O Centro dos Direitos Humanos de Joinville vem à público para se manifestar sobre a greve dos servidores públicos de Joinville.

Os servidores públicos municipais deflagraram o movimento grevista em massiva Assembléia Geral da categoria, depois da Prefeitura Municipal fechar as portas para qualquer negociação. A proposta do Prefeito resume-se, simplesmente, em aumento zero para os trabalhadores no curso deste ano, apontando para um reajuste apenas em janeiro do próximo ano, ou seja, após os servidores acumularem um prejuízo por mais de um ano. A indignação no serviço público é generalizada.

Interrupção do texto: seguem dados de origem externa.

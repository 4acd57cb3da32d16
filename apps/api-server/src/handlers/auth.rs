//! Authentication handlers.

use actix_web::{HttpResponse, web};

use pulse_core::domain::{User, UserRole};
use pulse_core::ports::{BaseRepository, Clock, PasswordService, TokenService, UserRepository};
use pulse_shared::dto::{AuthResponse, LoginRequest, RegisterUserRequest, UserResponse};

use crate::middleware::auth::Identity;
use crate::middleware::error::{AppError, AppResult};
use crate::state::AppState;

const MIN_PASSWORD_LEN: usize = 8;
const USERNAME_LEN: std::ops::RangeInclusive<usize> = 3..=50;

pub(super) fn user_response(user: &User) -> UserResponse {
    UserResponse {
        id: user.id,
        email: user.email.clone(),
        username: user.username.clone(),
        full_name: user.full_name.clone(),
        role: user.role.to_string(),
        is_active: user.is_active,
        created_at: user.created_at,
        last_login: user.last_login,
    }
}

fn auth_response(state: &AppState, user: &User) -> AppResult<AuthResponse> {
    let issued = state.tokens.issue(user)?;

    Ok(AuthResponse {
        access_token: issued.token,
        token_type: "Bearer".to_string(),
        expires_in: issued.expires_in,
        user: user_response(user),
    })
}

/// POST /api/auth/register
pub async fn register(
    state: web::Data<AppState>,
    body: web::Json<RegisterUserRequest>,
) -> AppResult<HttpResponse> {
    let req = body.into_inner();

    let email = req.email.trim().to_lowercase();
    if email.is_empty() || !email.contains('@') {
        return Err(AppError::BadRequest("Invalid email address".to_string()));
    }
    let username = req.username.trim().to_string();
    if !USERNAME_LEN.contains(&username.chars().count()) {
        return Err(AppError::BadRequest(
            "Username must be between 3 and 50 characters".to_string(),
        ));
    }
    if req.password.chars().count() < MIN_PASSWORD_LEN {
        return Err(AppError::BadRequest(
            "Password must be at least 8 characters".to_string(),
        ));
    }

    let role = match req.role.as_deref() {
        Some(raw) => raw.parse::<UserRole>()?,
        None => UserRole::User,
    };
    if role == UserRole::Admin && !state.allow_admin_registration {
        return Err(AppError::Forbidden(Some(
            "Admin registration is disabled".to_string(),
        )));
    }

    if state.users.find_by_email(&email).await?.is_some() {
        return Err(AppError::Duplicate("Email already registered".to_string()));
    }
    if state.users.find_by_username(&username).await?.is_some() {
        return Err(AppError::Duplicate("Username already taken".to_string()));
    }

    let password_hash = state.passwords.hash(&req.password)?;
    let user = User::new(email, username, req.full_name, password_hash, role);
    let saved = state.users.insert(user).await?;

    tracing::info!(user_id = %saved.id, role = %saved.role, "User registered");
    Ok(HttpResponse::Created().json(auth_response(&state, &saved)?))
}

/// POST /api/auth/login
pub async fn login(
    state: web::Data<AppState>,
    body: web::Json<LoginRequest>,
) -> AppResult<HttpResponse> {
    let req = body.into_inner();

    let mut user = state
        .users
        .find_by_login(req.username.trim())
        .await?
        .ok_or(AppError::Unauthorized)?;

    if !state.passwords.verify(&req.password, &user.password_hash)? {
        return Err(AppError::Unauthorized);
    }
    if !user.is_active {
        return Err(AppError::BadRequest("Inactive user".to_string()));
    }

    let now = state.clock.now();
    state.users.touch_last_login(user.id, now).await?;
    user.last_login = Some(now);

    Ok(HttpResponse::Ok().json(auth_response(&state, &user)?))
}

/// GET /api/auth/me - Protected route
pub async fn me(state: web::Data<AppState>, identity: Identity) -> AppResult<HttpResponse> {
    let user = state
        .users
        .find_by_id(identity.user_id)
        .await?
        .ok_or_else(|| AppError::NotFound("User not found".to_string()))?;

    Ok(HttpResponse::Ok().json(user_response(&user)))
}

/// GET /api/auth/users - Admin only
pub async fn list_users(
    state: web::Data<AppState>,
    identity: Identity,
) -> AppResult<HttpResponse> {
    identity.admin()?;
    let users: Vec<UserResponse> = state.users.list().await?.iter().map(user_response).collect();
    Ok(HttpResponse::Ok().json(users))
}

Mas, não bastando a insultuosa proposta, o Prefeito Carlito Mers atenta agora contra a organização dos trabalhadores. Na última sexta-feira propôs ação judicial com pedido de liminar para proibir qualquer paralisação nos serviços de saúde, Centros de Educação Infantil, bem como para proibir qualquer manifestação nas proximidades de órgãos públicos. A liminar foi concedida pelo Juiz da 1ª Vara da Fazenda Pública de Joinville que, aplicou ainda multa diária de R$ 50.000,00 contra o Sindicato, em caso de descumprimento da medida judicial.

O CDH repudia a atitude do Prefeito e apóia a greve dos servidores por entender, nos termos do artigo 23 da Declaração Universal dos Direitos Humanos, que todos tem direito à condições justas de trabalho, à condições justas de remuneração para o trabalho, bem como o direito de organização sindical para a proteção dos seus interesses.

Alega a Prefeitura estar preocupada com a manutenção dos serviços públicos para a população. Se tal preocupação de fato existisse, deveria, antes de afrontar os servidores e sua organização sindical, garantir-lhes justa remuneração e boas condições de trabalho. Essas são as condições indispensáveis para a manutenção de um serviço público de qualidade.

Desta forma, ciente do seu compromisso incondicional na defesa dos Direitos Humanos, o CDH declara todo apoio à luta dos servidores públicos municipais de Joinville, a todos os trabalhadores e suas organizações.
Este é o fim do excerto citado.